On-line version ISSN 2219-0635
Print version ISSN 0030-2465

Onderstepoort j. vet. res. vol.78 n.1 Pretoria Jan. 2011




Protozoa and digestive tract parameters of the impala



Dirk G. BooyseI; Burk A. DehorityII

IDepartment of Anatomy and Physiology, University of Pretoria, South Africa
IIDepartment of Animal Sciences, Ohio State University, USA

Correspondence to




Intestinal contents were collected from eight impala at three different localities during the winter hunting season (2005-2009), as well as from another 24 animals from a one-year trial at a game farm called Ditholo (2003-2004). Gas production, protozoa counts and several other physiological parameters were measured from both rumen and caecum or colon contents. Only higher ophryoscolecid and Isotrichidae species of protozoa were counted and identified. Ostracodinium gracile was present in all 32 impala. Eudiplodinium maggii was present in 31 animals and Eudiplodinium impalae and Epidinium (either ecaudatum or caudatum) in 30 animals. Dasytricha ruminantium was present in only 11 of the impala. Concentrations of protozoa were correlated with the season of sample collection and highly correlated with the animals living on the game farm. Gas production (mL/g of wet rumen ingesta) was weakly correlated with protozoa concentration but not with the season of collection.




A total of 13 protozoan species have previously been reported from the rumen of the impala. Dogiel (1925) listed six protozoan species from impala in Kenya and later, in 1932, he observed five species in Uganda. Four species were the same in both locations and the fifth belonged to the same genus but was identified as a different species (Table 1). In South Africa, Van der Wath and Myburgh (1941) reported the presence of three species in impala rumens and later Kleynhans (1977) recorded the presence of 11 species. Four of the species observed by Kleynhans, Isotricha prostoma, Entodinium parvum, Eudiplodinium maggii and Dasytricha ruminantium, were new host records for impala (see Table 1). Dehority and Odenyo (2003) identified protozoa in impala from Kenya only to the generic level and did not find any genera in which species had not previously been observed.

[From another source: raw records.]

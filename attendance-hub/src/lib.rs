//! attendance-hub library crate.
//!
//! Attendance verification workflow, supervisor reconciliation and the
//! multi-channel notification router that both of them drive.

pub mod config;
pub mod database;
pub mod domain;
pub mod error;
pub mod logging;
pub mod notification;
pub mod services;
pub mod supervisor;
pub mod utils;
pub mod verification;

pub use error::{Error, Result};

Apart from the counting and identification of protozoa, several other parameters of the digestive tract of the impala (rumen, small intestine, caecum and colon) were also investigated and are reported here for the first time. These include pH and temperature of contents, length of organ, contents weight per organ, gas production, dry matter and density.


Materials and methods


One female animal was collected from a farm called Karoobult, 100 km north-west of Pretoria (24º43'49.45"S, 27º33'22.88"E), in July 2009, five animals (three male and two female) were from the Loskop Dam Nature Reserve in Mpumalanga province, 200 km east of Pretoria (25º25'51.91"S, 29º19'39.80"E), and two male animals were from the Rietvlei Nature Reserve, 50 km south of Pretoria (25º52'41.17"S, 28º16'17.83"E). In addition, 24 animals (all male) were from a one-year trial from the Ditholo game farm, 60 km north of Pretoria (25º19'43.95"S, 28º19'04.34"E).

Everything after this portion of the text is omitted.